Adinda's journey also involves two key figures. Reno, her ex-boyfriend—now a police detective—helps unravel various mysteries. Meanwhile, Fajar Darma, an architect, possesses a keen intuition regarding historic buildings that harbor mystical elements.

== Cast ==
=== Main ===
- Nadya Arina as Adinda Larasati: Adam and Kania's daughter; Aditya's sister; Reno's ex-fiancée
  - Aurel as child Adinda
- Kevin Julio as Fajar Darma
- Bara Valentino as Reno Wisnu Aji: Adinda's ex-fiancée
- Dimas Putra as Aditya Laksamana: Adam and Kania's son; Adinda's younger brother
- Cut Keke as Kania Kinanti: Adam's wife; Adinda and Aditya's mother
- Atalarik Syach as Adam Iryawan: Irwansyah's son; Kania's husband; Adinda and Aditya's father
- Teuku Zacky as Ki Rawa

=== Recurring ===
- Bopak Castello as Bobby
- Daus Separo as Malih
- Eldania Zahra as Pipit
- Iyang Darmawan as Pak RT Heru
- Renny Novita as Mbak Wini
- Ayuditha as Mpok Mini
- Aditya Rino as Aboy
- Vista Putri as Wanti
- Chika Waode as Asih
- Agung Saga as Karta
- Denino as Danny

=== Special appearances ===
- Chika Waode as Asih (eps 1-2)
- Shezy Idris as Yuni (eps 3-4)
- Puja Lauda as Pati (eps 3-4)
- Bernie Robson as Adi (eps 3-4)
- Kartika Sari Daud as Nenek Yuni (eps 3-4)
- Angga Asyafriena as Yuda (eps 5 -6)
- Jesslyn Elvaretta as Dita (eps 5-6)
- Rakhena Putri as Murni (eps 5-6)
- Andri Fairel as Soleh (eps 5-6)
- Yogi Werner as Harun (eps 5-6)
- Woro Gia as Nining (eps 5-6)
- Rachel Patricia as Lala Amelia (eps 7)
- Febry Khey as Lilis (eps 7)
- Valencia Evelyn as Arum (eps 7)
- Bianca Ramadhanty Farisi as Hera (eps 7)
- Irvanno Avryelle as Jojo (eps 7)
- Ryan Novanda as Andi (eps 7)
- Hafid Danulana as Arul (eps 7)
- Revan Dhika as Dado (eps 7)
- Firdha Razak as Ratna (eps 8)
- Indah Nicole as Indah (eps 8)
- Ivan Leonardo as Papa Andi (eps 8)
- Dr.

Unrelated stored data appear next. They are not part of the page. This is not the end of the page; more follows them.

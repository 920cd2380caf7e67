use thiserror::Error;

/// Failure classes for a device session.
///
/// Only `Build` is recoverable: the owning scheduler parks the device in a
/// paused state and keeps the process alive. `VersionUnsupported` is raised
/// once, at session start. Everything else surfaces as `Backend` and is fatal
/// to the session that observed it; restarting is the supervisor's call.
#[derive(Debug, Error)]
pub enum MinerError {
    #[error("OpenCL {version} is not supported; minimum required version is 1.2")]
    VersionUnsupported { version: String },

    #[error("OpenCL kernel build failed")]
    Build { log: String },

    #[error(transparent)]
    Backend(#[from] anyhow::Error),
}

pub type Result<T> = std::result::Result<T, MinerError>;

#[cfg(test)]
mod tests {
    use super::*;
    use anyhow::anyhow;

    #[test]
    fn backend_errors_keep_their_context() {
        let err = MinerError::from(anyhow!("failed to create command queue: CL_OUT_OF_RESOURCES"));
        assert!(err.to_string().contains("command queue"));
    }

    #[test]
    fn version_error_names_the_minimum() {
        let err = MinerError::VersionUnsupported {
            version: "OpenCL 1.1 Mesa".to_string(),
        };
        assert!(err.to_string().contains("1.2"));
    }
}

Arif Kurniawan as Dokter Riko (eps 9)
- Dini Hanipahm as Gendhis (eps 9)
- Lilis Suganda as Utami (eps 9)
- Krisna Mukti as Mahendra (eps 9)
- Kemal Nurza as Inspector Bayu (eps 9)
- Adinda Latief as Asmi (eps 9)
- Rizky Firmansyah as Bondan (eps 9)
- Joe P Project as Jufri (eps 11)
- Emmie Lemu as Ida (eps 11)
- Faradiba as Neneng (eps 11)
- Aurellia Salma Varissa as Ayu (eps 12)
- Ike Muti as Mona (eps 12)
- Ali Mustafa as Robby (eps 12)
- Patar Silaban as Ivan (eps 12)
- Ayu Inten as Rami (eps 13)
- Chelcy Clarissa as Rami Muda (eps 13)
- Firan Sungkar as Kusno (eps 13)
- Adnan Djani as Lukman (eps 13)
- Callista Mercy as Kiki (eps 14)
- Guntur Nugraha as Danny (eps 14)
- Mayang Naomi as Ratih (eps 14)
- Reza Aditya as Toni (eps 15)
- Fitria Rasyidi as Evi (eps 15)
- Ida Laviany Yahya as Ibu Panti (eps 16)
- Nabilah Nariswari as Gaby (eps 16)
- Messy Alfiando as Gilang (eps 16)
- Mariana Putri as Indri (eps 16)
- Richard Derrick as Rio (eps 16)
- Azca Anhaf Baehaqi as Reno Remaja (eps 18)
- Bobby Suardi as Henry (eps 18)
- Abiyu as Henry Remaja (eps 18)
- Andri Kartiwa as Papa Reno (eps 18)
- Finza Kevin as Adam Remaja (eps 19)
- Nazwa Alesha as Kania Remaja (eps 19)
- Mackenzie Williams as Malini (eps 19)
- Kahfi Danesh as Ki Rawa Remaja (eps 19)

== Production ==
=== Casting ===
Nadya Arina was confirmed to play Adinda. and marks her comeback to TV after 3 year hiatus. Cut Keke was roped as Kania Kinanti. Teuku Zacky, credited as Jordan in this series, plays the role of Ki Rawa.